──────── RECORDS ────────

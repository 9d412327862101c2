//! Graphics support via embedded-graphics
//!
//! This module provides [`FrameBuffer`], a logical frame in the layout
//! [`Panel::draw`](crate::Panel::draw) consumes, implementing the
//! [`DrawTarget`] trait from the embedded-graphics ecosystem.
//!
//! The frame is page-major: byte `(y / 8) * width + x` holds pixel `(x, y)` in
//! bit `y % 8`. A landscape frame (256x128) goes to the controller as is; a
//! portrait frame (128x256) is what the swapped-axis remap expects.
//!
//! ## Example
//!
//! ```rust,ignore
//! use st75256::{FrameBuffer, Panel};
//! use embedded_graphics::{
//!     pixelcolor::BinaryColor,
//!     prelude::*,
//!     primitives::{Circle, PrimitiveStyle},
//! };
//!
//! let mut frame = FrameBuffer::new(display.geometry());
//!
//! Circle::new(Point::new(20, 20), 40)
//!     .into_styled(PrimitiveStyle::with_stroke(BinaryColor::On, 2))
//!     .draw(&mut frame)?;
//!
//! frame.flush(&mut display)?;
//! ```

use core::convert::Infallible;
use embedded_graphics_core::{
    draw_target::DrawTarget,
    geometry::{OriginDimensions, Point, Size},
    pixelcolor::BinaryColor,
    prelude::Pixel,
    primitives::Rectangle,
};

use crate::config::Geometry;
use crate::panel::Panel;
use crate::transform::LogicalRect;

/// Bytes in a full 256x128 frame, either way round
pub const FRAME_BUFFER_SIZE: usize = 256 * 128 / 8;

/// Full logical frame at 1 bpp
pub struct FrameBuffer {
    geometry: Geometry,
    buffer: [u8; FRAME_BUFFER_SIZE],
}

impl FrameBuffer {
    /// Create a cleared frame for a panel geometry
    pub fn new(geometry: Geometry) -> Self {
        Self {
            geometry,
            buffer: [0; FRAME_BUFFER_SIZE],
        }
    }

    /// Raw page-major bytes
    pub fn as_bytes(&self) -> &[u8] {
        &self.buffer
    }

    /// Draw the whole frame through a panel
    ///
    /// # Errors
    ///
    /// Returns whatever [`Panel::draw`] returns.
    pub fn flush<P: Panel + ?Sized>(&self, panel: &mut P) -> Result<(), P::Error> {
        let rect = LogicalRect::new(
            0,
            0,
            i32::from(self.geometry.width),
            i32::from(self.geometry.height),
        );
        panel.draw(rect, &self.buffer)
    }

    fn set_pixel(&mut self, x: u32, y: u32, color: BinaryColor) {
        let index = (y / 8) as usize * usize::from(self.geometry.width) + x as usize;
        let bit = 1 << (y % 8);

        let Some(byte) = self.buffer.get_mut(index) else {
            return;
        };
        match color {
            BinaryColor::On => *byte |= bit,
            BinaryColor::Off => *byte &= !bit,
        }
    }
}

impl DrawTarget for FrameBuffer {
    type Color = BinaryColor;
    type Error = Infallible;

    fn draw_iter<Iter>(&mut self, pixels: Iter) -> Result<(), Self::Error>
    where
        Iter: IntoIterator<Item = Pixel<Self::Color>>,
    {
        let sz = self.size();

        for Pixel(Point { x, y }, color) in pixels {
            if x >= 0 && y >= 0 {
                let x = x as u32;
                let y = y as u32;
                if x < sz.width && y < sz.height {
                    self.set_pixel(x, y, color);
                }
            }
        }

        Ok(())
    }

    fn clear(&mut self, color: Self::Color) -> Result<(), Self::Error> {
        let fill = match color {
            BinaryColor::On => 0xFF,
            BinaryColor::Off => 0x00,
        };
        self.buffer.fill(fill);
        Ok(())
    }
}

impl OriginDimensions for FrameBuffer {
    fn size(&self) -> Size {
        Size::new(
            u32::from(self.geometry.width),
            u32::from(self.geometry.height),
        )
    }
}

impl From<Rectangle> for LogicalRect {
    fn from(rect: Rectangle) -> Self {
        let width = i32::try_from(rect.size.width).unwrap_or(i32::MAX);
        let height = i32::try_from(rect.size.height).unwrap_or(i32::MAX);
        LogicalRect::new(
            rect.top_left.x,
            rect.top_left.y,
            rect.top_left.x.saturating_add(width),
            rect.top_left.y.saturating_add(height),
        )
    }
}
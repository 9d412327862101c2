//! Driver for the Sitronix ST75256 monochrome LCD controller, for use with
//! embedded-hal v1.0
//!
//! The controller addresses its RAM by column and 8-row page and splits its
//! commands over two selectable command sets. This crate turns rectangles of a
//! 1 bpp logical frame into column/page windows, transposes the frame when the
//! panel is mounted with swapped axes, and handles the Y mirror and viewport
//! offset.
//!
//! ## Example
//!
//! ```rust,ignore
//! use st75256::{Builder, Display, I2cInterface, LogicalRect, NoResetPin, Orientation, Panel};
//!
//! let config = Builder::new()
//!     .orientation(Orientation::Landscape)
//!     .build()?;
//! let mut display = Display::new(I2cInterface::new(i2c), None::<NoResetPin>, delay, config);
//!
//! display.reset()?;
//! display.init()?;
//! display.power(true)?;
//!
//! display.draw(LogicalRect::new(0, 0, 256, 128), &frame)?;
//! ```

#![cfg_attr(not(any(test, feature = "std")), no_std)]

pub mod command;
mod config;
mod display;
mod error;
#[cfg(feature = "graphics")]
mod graphics;
mod interface;
mod panel;
mod protocol;
pub mod remap;
pub mod transform;

pub use config::{
    Builder, BuilderError, Config, Geometry, MAX_COLUMNS, MAX_PAGES, Orientation, ResetLevel,
};
pub use display::Display;
pub use error::Error;
#[cfg(feature = "graphics")]
pub use graphics::{FRAME_BUFFER_SIZE, FrameBuffer};
pub use interface::{
    DEFAULT_I2C_ADDRESS, DisplayInterface, I2cInterface, InterfaceError, NoResetPin, SpiInterface,
};
pub use panel::Panel;
pub use remap::{REMAP_BUFFER_SIZE, RemapBuffer};
pub use transform::{AxisState, Gap, InvalidWindow, LogicalRect, PhysicalWindow};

────────

■ WORK TO COMPLETE
Using the data above, print exactly the lines from the line that contains "frame at 1 bpp" through the line that contains "impl DrawTarget for", with both included.

■ TASK SOLUTION
/// Full logical frame at 1 bpp
pub struct FrameBuffer {
    geometry: Geometry,
    buffer: [u8; FRAME_BUFFER_SIZE],
}

impl FrameBuffer {
    /// Create a cleared frame for a panel geometry
    pub fn new(geometry: Geometry) -> Self {
        Self {
            geometry,
            buffer: [0; FRAME_BUFFER_SIZE],
        }
    }

    /// Raw page-major bytes
    pub fn as_bytes(&self) -> &[u8] {
        &self.buffer
    }

    /// Draw the whole frame through a panel
    ///
    /// # Errors
    ///
    /// Returns whatever [`Panel::draw`] returns.
    pub fn flush<P: Panel + ?Sized>(&self, panel: &mut P) -> Result<(), P::Error> {
        let rect = LogicalRect::new(
            0,
            0,
            i32::from(self.geometry.width),
            i32::from(self.geometry.height),
        );
        panel.draw(rect, &self.buffer)
    }

    fn set_pixel(&mut self, x: u32, y: u32, color: BinaryColor) {
        let index = (y / 8) as usize * usize::from(self.geometry.width) + x as usize;
        let bit = 1 << (y % 8);

        let Some(byte) = self.buffer.get_mut(index) else {
            return;
        };
        match color {
            BinaryColor::On => *byte |= bit,
            BinaryColor::Off => *byte &= !bit,
        }
    }
}

impl DrawTarget for FrameBuffer {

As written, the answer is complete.